Boring vs. Fun: Boring for You, Fun for Someone Else

November 5, 2012 by

A challenge for communicators is to continually tackle the work we do, regardless of how fun and exciting it is. Sometimes, it’s downright boring. This five-part series tackles boring vs. fun in church communication. Read Part 1, Embrace Them Together.

There are times when we simply have to suck it up and deal with the “boring” to be able to do the “fun” parts of church communication. But grunting through what we don’t like or are not wired to do is not smart for the organization, sustainable for our team or healthy for us personally… even if we have positive attitudes about it.

As leaders in the local church, we all have a pastoral calling that is incumbent upon us regardless of our job titles or ordination status. We are called to equip the saints (Ephesians 4:11-12). What we are not good at or passionate about are opportunities for us to live out this biblical mandate.

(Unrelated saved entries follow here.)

//! Suggestion cache keyed by diff digest.
//!
//! Entries are persisted as one pretty-printed JSON array in
//! `<cache_dir>/cache.json`, loaded once per process and rewritten after
//! every mutation.

use anyhow::{Context, Result};
use serde::{Deserialize, Serialize};
use std::collections::HashMap;
use std::fs;
use std::path::{Path, PathBuf};
use tracing::{debug, warn};

use crate::domain::{CommitSuggestion, DigestKey};

/// Name of the cache file inside the cache directory
pub const CACHE_FILE_NAME: &str = "cache.json";

/// Entries older than this are treated as absent (30 days)
pub const CACHE_TTL_MILLIS: i64 = 30 * 24 * 60 * 60 * 1000;

/// A previously produced suggestion for one diff digest
#[derive(Debug, Clone, PartialEq, Eq, Serialize, Deserialize)]
#[serde(rename_all = "camelCase")]
pub struct CacheEntry {
    pub digest: String,
    pub intent: String,
    pub message: String,
    /// Creation time (milliseconds since epoch)
    pub timestamp: i64,
    /// Name of the working directory the suggestion was produced in
    pub origin_folder: String,
}

impl CacheEntry {
    pub fn suggestion(&self) -> CommitSuggestion {
        CommitSuggestion {
            intent: self.intent.clone(),
            message: self.message.clone(),
        }
    }

    fn is_expired(&self, now: i64) -> bool {
        now.saturating_sub(self.timestamp) > CACHE_TTL_MILLIS
    }
}

/// Current time in milliseconds since epoch
pub(crate) fn now_millis() -> i64 {
    chrono::Utc::now().timestamp_millis()
}

/// File-backed result cache.
///
/// One instance owns the in-memory map for the lifetime of the process.
/// Persistence failures are logged and swallowed; they never reach callers.
pub struct ResultCache {
    path: PathBuf,
    entries: HashMap<String, CacheEntry>,
}

impl ResultCache {
    /// Open the cache stored in `cache_dir`.
    ///
    /// A missing, unreadable or corrupt file yields an empty cache.
    pub fn open(cache_dir: &Path) -> Self {
        Self::open_at(cache_dir, now_millis())
    }

    pub(super) fn open_at(cache_dir: &Path, now: i64) -> Self {
        let path = cache_dir.join(CACHE_FILE_NAME);
        let stored = match read_entries(&path) {
            Ok(entries) => entries,
            Err(e) => {
                warn!("Failed to load suggestion cache, starting empty: {:#}", e);
                Vec::new()
            }
        };

        let loaded = stored.len();
        let entries: HashMap<String, CacheEntry> = stored
            .into_iter()
            .filter(|entry| !entry.is_expired(now))
            .map(|entry| (entry.digest.clone(), entry))
            .collect();

        let cache = Self { path, entries };
        if cache.entries.len() < loaded {
            debug!(
                "Dropped {} expired cache entries on load",
                loaded - cache.entries.len()
            );
            cache.persist();
        }
        cache
    }

    /// Path of the backing file
    pub fn path(&self) -> &Path {
        &self.path
    }

    /// Look up the entry for a digest, evicting it if it has expired.
    pub fn lookup(&mut self, digest: &DigestKey) -> Option<CacheEntry> {
        self.lookup_at(digest, now_millis())
    }

    pub(super) fn lookup_at(&mut self, digest: &DigestKey, now: i64) -> Option<CacheEntry> {
        let expired = self.entries.get(digest.as_str())?.is_expired(now);
        if expired {
            debug!("Evicting expired cache entry {}", digest);
            self.entries.remove(digest.as_str());
            self.persist();
            return None;
        }
        self.entries.get(digest.as_str()).cloned()
    }

    /// Create or replace the entry for a digest.
    pub fn store(&mut self, digest: &DigestKey, intent: &str, message: &str, origin_folder: &str) {
        self.store_at(digest, intent, message, origin_folder, now_millis());
    }

    pub(super) fn store_at(
        &mut self,
        digest: &DigestKey,
        intent: &str,
        message: &str,
        origin_folder: &str,
        now: i64,
    ) {
        let entry = CacheEntry {
            digest: digest.as_str().to_string(),
            intent: intent.to_string(),
            message: message.to_string(),
            timestamp: now,
            origin_folder: origin_folder.to_string(),
        };
        self.entries.insert(entry.digest.clone(), entry);
        self.persist();
    }

    /// Remove every entry, returning how many were removed.
    pub fn clear(&mut self) -> usize {
        let removed = self.entries.len();
        self.entries.clear();
        self.persist();
        removed
    }

    /// All live entries, in no particular order.
    #[allow(dead_code)]
    pub fn snapshot(&self) -> Vec<CacheEntry> {
        self.snapshot_at(now_millis())
    }

    pub(super) fn snapshot_at(&self, now: i64) -> Vec<CacheEntry> {
        self.entries
            .values()
            .filter(|entry| !entry.is_expired(now))
            .cloned()
            .collect()
    }

    /// All live entries, most recent first.
    pub fn snapshot_ordered_by_recency(&self) -> Vec<CacheEntry> {
        self.snapshot_ordered_by_recency_at(now_millis())
    }

    pub(super) fn snapshot_ordered_by_recency_at(&self, now: i64) -> Vec<CacheEntry> {
        let mut entries = self.snapshot_at(now);
        sort_by_recency(&mut entries);
        entries
    }

    /// Number of entries held in memory
    pub fn len(&self) -> usize {
        self.entries.len()
    }

    #[allow(dead_code)]
    pub fn is_empty(&self) -> bool {
        self.entries.is_empty()
    }

    fn persist(&self) {
        if let Err(e) = self.save() {
            warn!("Failed to save suggestion cache: {:#}", e);
        }
    }

    fn save(&self) -> Result<()> {
        // Ensure parent directory exists
        if let Some(parent) = self.path.parent() {
            fs::create_dir_all(parent)
                .with_context(|| format!("Failed to create directory {}", parent.display()))?;
        }
        let mut entries: Vec<CacheEntry> = self.entries.values().cloned().collect();
        sort_by_recency(&mut entries);
        let content = serde_json::to_string_pretty(&entries)
            .context("Failed to serialize suggestion cache")?;
        fs::write(&self.path, content)
            .with_context(|| format!("Failed to write suggestion cache to {}", self.path.display()))
    }
}

fn read_entries(path: &Path) -> Result<Vec<CacheEntry>> {
    if !path.exists() {
        return Ok(Vec::new());
    }
    let content = fs::read_to_string(path)
        .with_context(|| format!("Failed to read suggestion cache from {}", path.display()))?;
    serde_json::from_str(&content)
        .with_context(|| format!("Failed to parse suggestion cache from {}", path.display()))
}

fn sort_by_recency(entries: &mut [CacheEntry]) {
    entries.sort_by(|a, b| {
        b.timestamp
            .cmp(&a.timestamp)
            .then_with(|| a.digest.cmp(&b.digest))
    });
}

What’s boring to us can be the most fun and fulfilling thing ever to someone else. Some people are gifted and passionate about proofing. Some are very excited about making sure the dates for recurring events are always current on the website and in the bulletins. Some people love printing, folding, stuffing and preparing the bulletin (ugh). Those are all great volunteer opportunities. If the thought of finding and plugging people into volunteer roles drains you, rest assured that there is someone in your church who loves that kind of stuff and is very good at it. You just have to do it once.

Building this army is not only biblical it sets you up to do more fun stuff—things we are called to do, good at and passionate about.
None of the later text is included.